DATA TO USE -
//! Environment variable abstraction for testability.
//!
//! Production code uses [`Env::real()`] which delegates to [`std::env::var`].
//! Tests use [`Env::mock()`] backed by a `HashMap`, so config layering can be
//! exercised without mutating the process environment.

use std::collections::HashMap;
use std::str::FromStr;

/// Environment variable reader.
#[derive(Clone, Debug)]
pub struct Env {
    overrides: Option<HashMap<String, String>>,
}

impl Env {
    /// Create an `Env` that reads from the real process environment.
    pub fn real() -> Self {
        Self { overrides: None }
    }

    /// Create an `Env` backed by explicit key-value pairs.
    pub fn mock(vars: impl IntoIterator<Item = (impl Into<String>, impl Into<String>)>) -> Self {
        Self {
            overrides: Some(
                vars.into_iter()
                    .map(|(k, v)| (k.into(), v.into()))
                    .collect(),
            ),
        }
    }

    /// Look up an environment variable by name.
    pub fn var(&self, name: &str) -> Result<String, std::env::VarError> {
        match &self.overrides {
            Some(map) => map.get(name).cloned().ok_or(std::env::VarError::NotPresent),
            None => std::env::var(name),
        }
    }

    /// Look up and parse a variable.
    ///
    /// Returns `None` when unset. A value that fails to parse is reported
    /// with a warning and also yields `None`.
    pub fn parsed<T: FromStr>(&self, name: &str) -> Option<T> {
        let raw = self.var(name).ok()?;
        match raw.trim().parse::<T>() {
            Ok(v) => Some(v),
            Err(_) => {
                tracing::warn!(variable = name, value = %raw, "ignoring invalid environment value");
                None
            }
        }
    }

    /// Returns `true` if the variable is set to a truthy value
    /// (`1`, `true`, `yes`, `on`).
    pub fn flag(&self, name: &str) -> bool {
        self.var(name)
            .map(|v| matches!(v.trim().to_ascii_lowercase().as_str(), "1" | "true" | "yes" | "on"))
            .unwrap_or(false)
    }
}

impl Default for Env {
    fn default() -> Self {
        Self::real()
    }
}
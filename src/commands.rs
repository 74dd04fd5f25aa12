// src/commands.rs

//! Implementations of the `pacbundle` subcommands
//!
//! Each command reads the manifest through a [`Session`] and writes its
//! report to the given writer; only confirmed actions reach the runner.

use crate::bundle::{self, BundleSummary, Inclusion, Inclusions};
use crate::config::{self, Config};
use crate::error::{Error, Result};
use crate::exec::{CommandRunner, check_status, shell_join};
use crate::output;
use crate::pacman::PackageDatabase;
use crate::reconcile::{self, Drift};
use serde::Serialize;
use std::collections::BTreeSet;
use std::io::Write;
use std::path::Path;
use std::process::Command;
use tracing::{debug, info};

/// Legend printed above the `list` table
pub const LIST_LEGEND: &str = "✓: directly included, ○: transitively included, ✖: not included";

/// Hint printed after packages were demoted to dependencies
pub const CLEANUP_HINT: &str = "pacman -Rsn $(pacman -Qdtq)";

/// How a command finished
#[derive(Debug, Clone, Copy, PartialEq, Eq)]
pub enum Outcome {
    Success,
    /// `compare` found differences
    Drift,
}

impl Outcome {
    /// Process exit code for this outcome
    pub fn exit_code(self) -> u8 {
        match self {
            Outcome::Success => 0,
            Outcome::Drift => 10,
        }
    }
}

/// Asks the user before anything is changed
pub type Confirm<'a> = &'a dyn Fn(&str) -> Result<()>;

/// Everything a command needs for one invocation
pub struct Session<'a> {
    pub config: &'a Config,
    pub db: &'a dyn PackageDatabase,
    pub runner: &'a dyn CommandRunner,
    pub confirm: Confirm<'a>,
    /// Skip confirmation prompts
    pub no_confirm: bool,
    /// Width used for column layouts
    pub width: usize,
}

impl Session<'_> {
    fn confirm_action(&self) -> Result<()> {
        if self.no_confirm {
            return Ok(());
        }
        (self.confirm)("Proceed with action?")
    }

    fn inclusions(&self) -> Result<Inclusions> {
        Inclusions::evaluate(self.config, self.runner)
    }

    fn write_columns(&self, out: &mut dyn Write, items: &BTreeSet<String>) -> Result<()> {
        let items: Vec<&String> = items.iter().collect();
        write!(out, "{}", output::render_columns(&items, self.width))?;
        Ok(())
    }

    /// `list`: show every bundle and whether it is included
    pub fn list(&self, out: &mut dyn Write, json: bool) -> Result<Outcome> {
        let inclusions = self.inclusions()?;

        let entries: Vec<ListEntry> = self
            .config
            .bundles
            .iter()
            .map(|(name, bundle)| ListEntry {
                summary: BundleSummary::new(name, bundle),
                included: inclusions.status(name),
            })
            .collect();

        if json {
            serde_json::to_writer_pretty(&mut *out, &entries).map_err(std::io::Error::from)?;
            writeln!(out)?;
            return Ok(Outcome::Success);
        }

        let rows: Vec<Vec<String>> = entries
            .iter()
            .map(|entry| {
                vec![
                    entry.summary.name.clone(),
                    entry.summary.children.join(", "),
                    entry.summary.counts_label(),
                    entry.included.to_string(),
                ]
            })
            .collect();

        writeln!(out, "{}", LIST_LEGEND)?;
        write!(
            out,
            "{}",
            output::render_table(&["Bundle", "Child Bundles", "Packages", "Included"], &rows)
        )?;
        Ok(Outcome::Success)
    }

    /// Drift between the included bundles and the explicit packages
    pub fn drift(&self) -> Result<Drift> {
        let inclusions = self.inclusions()?;
        let desired = bundle::desired_packages(self.config, &inclusions, self.db)?;
        Ok(Drift::compute(&desired, self.db.explicit_packages()?))
    }

    /// `compare`: report drift; [`Outcome::Drift`] when there is any
    pub fn compare(&self, out: &mut dyn Write, json: bool) -> Result<Outcome> {
        let drift = self.drift()?;

        if json {
            serde_json::to_writer_pretty(&mut *out, &drift).map_err(std::io::Error::from)?;
            writeln!(out)?;
        } else {
            if !drift.unspecified.is_empty() {
                writeln!(
                    out,
                    "There are {} packages are explicitly installed but not specified in included bundles",
                    drift.unspecified.len()
                )?;
                self.write_columns(out, &drift.unspecified)?;
            }
            if !drift.missing.is_empty() {
                writeln!(
                    out,
                    "There are {} packages are specified in included bundles but not explicitly installed",
                    drift.missing.len()
                )?;
                self.write_columns(out, &drift.missing)?;
            }
        }

        if drift.is_empty() {
            Ok(Outcome::Success)
        } else {
            Ok(Outcome::Drift)
        }
    }

    /// `sync`: make the explicit packages match the included bundles
    pub fn sync(&self, out: &mut dyn Write) -> Result<Outcome> {
        let drift = self.drift()?;

        if !drift.unspecified.is_empty() {
            writeln!(
                out,
                "The following {} packages will be unmarked as explicitly installed.",
                drift.unspecified.len()
            )?;
            self.write_columns(out, &drift.unspecified)?;
        }
        if !drift.missing.is_empty() {
            writeln!(
                out,
                "The following {} packages will be installed",
                drift.missing.len()
            )?;
            self.write_columns(out, &drift.missing)?;
        }
        if drift.is_empty() {
            writeln!(out, "Nothing to do")?;
            return Ok(Outcome::Success);
        }

        self.confirm_action()?;

        if !drift.unspecified.is_empty() {
            reconcile::mark_as_dependency(&drift.unspecified, self.runner)?;
            writeln!(
                out,
                "Remember to run {} to clean up unused dependencies",
                output::italic(CLEANUP_HINT)
            )?;
        }
        if !drift.missing.is_empty() {
            reconcile::install_or_mark_explicit(
                &drift.missing,
                self.db,
                &self.config.settings,
                self.runner,
            )?;
        }
        info!("Sync complete");
        Ok(Outcome::Success)
    }

    /// `install NAME`: install a bundle and everything it references
    pub fn install(&self, name: &str, out: &mut dyn Write) -> Result<Outcome> {
        if !self.config.bundles.contains_key(name) {
            return Err(Error::NoSuchBundle(name.to_string()));
        }

        let bundles = bundle::expand_bundles([name], self.config)?;
        debug!("Bundle {} expands to {:?}", name, bundles);
        let packages = bundle::resolve_packages(&bundles, self.config, self.db)?;

        let pending: BTreeSet<String> = packages
            .difference(self.db.explicit_packages()?)
            .cloned()
            .collect();
        if pending.is_empty() {
            writeln!(out, "All packages in the bundle are already installed.")?;
            return Ok(Outcome::Success);
        }

        writeln!(
            out,
            "{}",
            output::bold(
                "The following packages will be installed or marked as explicitly installed."
            )
        )?;
        self.write_columns(out, &pending)?;
        self.confirm_action()?;

        reconcile::install_or_mark_explicit(
            &packages,
            self.db,
            &self.config.settings,
            self.runner,
        )?;
        Ok(Outcome::Success)
    }
}

/// One row of `list --json`
#[derive(Debug, Clone, Serialize)]
pub struct ListEntry {
    #[serde(flatten)]
    pub summary: BundleSummary,
    pub included: Inclusion,
}

/// `config`: open the manifest in `$EDITOR`, creating it first if needed
pub fn edit_config(path: &Path, editor: Option<&str>, out: &mut dyn Write) -> Result<()> {
    if config::ensure_config_file(path)? {
        writeln!(out, "Creating file")?;
    }

    let editor = editor
        .map(str::trim)
        .filter(|e| !e.is_empty())
        .ok_or(Error::EditorNotSet)?;
    let mut argv: Vec<String> = editor
        .split(' ')
        .filter(|part| !part.is_empty())
        .map(str::to_string)
        .collect();
    argv.push(path.to_string_lossy().into_owned());

    let command_line = shell_join(&argv);
    debug!("Opening editor: {}", command_line);
    let status = Command::new(&argv[0]).args(&argv[1..]).status()?;
    check_status(&command_line, status)
}

#[cfg(test)]
mod tests {
    use super::*;

    #[test]
    fn test_outcome_exit_codes() {
        assert_eq!(Outcome::Success.exit_code(), 0);
        assert_eq!(Outcome::Drift.exit_code(), 10);
    }

    #[test]
    fn test_edit_config_requires_editor() {
        let dir = tempfile::tempdir().unwrap();
        let path = dir.path().join("pacbundle/config.toml");
        let mut out = Vec::new();

        let err = edit_config(&path, None, &mut out).unwrap_err();
        assert!(matches!(err, Error::EditorNotSet));
        // The file is still created before the editor check
        assert!(path.is_file());
        assert_eq!(String::from_utf8(out).unwrap(), "Creating file\n");
    }

    #[test]
    fn test_edit_config_runs_editor() {
        let dir = tempfile::tempdir().unwrap();
        let path = dir.path().join("config.toml");
        std::fs::write(&path, "").unwrap();
        let mut out = Vec::new();

        edit_config(&path, Some("true --ignored"), &mut out).unwrap();
        assert!(out.is_empty());
    }

    #[test]
    fn test_edit_config_reports_editor_failure() {
        let dir = tempfile::tempdir().unwrap();
        let path = dir.path().join("config.toml");
        let mut out = Vec::new();

        let err = edit_config(&path, Some("false"), &mut out).unwrap_err();
        assert!(matches!(err, Error::CommandFailed { .. }));
    }
}
// src/exec.rs

//! Running external commands
//!
//! Every system mutation goes through a [`CommandRunner`], which lets the
//! commands honour `--dry-run` and lets tests record what would have run.

use crate::error::{Error, Result};
use crate::output;
use std::io::{self, BufRead, Write};
use std::process::{Command, ExitStatus, Stdio};
use tracing::debug;

/// Executes pacman command lines and include conditions
pub trait CommandRunner {
    /// Run `argv`, failing if the command exits unsuccessfully
    fn run(&self, argv: &[String]) -> Result<()>;

    /// Evaluate a shell condition; `true` when it exits 0
    fn probe(&self, condition: &str) -> Result<bool>;
}

/// Runner that spawns real processes
#[derive(Debug, Clone, Copy, Default)]
pub struct SystemRunner {
    /// Print commands instead of running them
    pub dry_run: bool,
    /// Print commands before running them
    pub verbose: bool,
}

impl SystemRunner {
    pub fn new(dry_run: bool, verbose: bool) -> Self {
        Self { dry_run, verbose }
    }
}

impl CommandRunner for SystemRunner {
    fn run(&self, argv: &[String]) -> Result<()> {
        let Some((program, args)) = argv.split_first() else {
            return Ok(());
        };
        let command_line = shell_join(argv);

        if self.dry_run || self.verbose {
            println!("Running command: {}", output::italic(&command_line));
        }
        if self.dry_run {
            return Ok(());
        }

        debug!("Executing: {}", command_line);
        let status = Command::new(program).args(args).status()?;
        check_status(&command_line, status)
    }

    fn probe(&self, condition: &str) -> Result<bool> {
        debug!("Evaluating include condition: {}", condition);
        // Condition output must not mix with the command's report on stdout
        let status = Command::new("sh")
            .arg("-c")
            .arg(condition)
            .stdout(Stdio::from(io::stderr()))
            .status()?;
        debug!("Condition `{}` exited with {}", condition, status);
        Ok(status.success())
    }
}

/// Turn a non-zero exit status into [`Error::CommandFailed`]
pub fn check_status(command_line: &str, status: ExitStatus) -> Result<()> {
    if status.success() {
        Ok(())
    } else {
        Err(Error::CommandFailed {
            command: command_line.to_string(),
            status: status.to_string(),
        })
    }
}

/// Join argv into a single POSIX shell command line
pub fn shell_join<S: AsRef<str>>(argv: &[S]) -> String {
    argv.iter()
        .map(|arg| shell_quote(arg.as_ref()))
        .collect::<Vec<_>>()
        .join(" ")
}

/// Quote one word for a POSIX shell, leaving safe words untouched
pub fn shell_quote(word: &str) -> String {
    let is_safe = |c: char| c.is_alphanumeric() || "_@%+=:,./-".contains(c);
    if !word.is_empty() && word.chars().all(is_safe) {
        return word.to_string();
    }
    format!("'{}'", word.replace('\'', r#"'"'"'"#))
}

/// Ask a yes/no question on stdin; anything but `y`/`yes` aborts
pub fn confirm(prompt: &str) -> Result<()> {
    let mut stdout = io::stdout();
    write!(stdout, "{} [y/N]: ", prompt)?;
    stdout.flush()?;

    let mut answer = String::new();
    io::stdin().lock().read_line(&mut answer)?;
    if is_affirmative(&answer) {
        Ok(())
    } else {
        Err(Error::Aborted)
    }
}

fn is_affirmative(answer: &str) -> bool {
    matches!(answer.trim().to_lowercase().as_str(), "y" | "yes")
}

WORK INSTRUCTION -
Copy each line above holding "that".

RESULT OF THE EXERCISE -
    /// Create an `Env` that reads from the real process environment.
    /// Returns `None` when unset. A value that fails to parse is reported
/// Runner that spawns real processes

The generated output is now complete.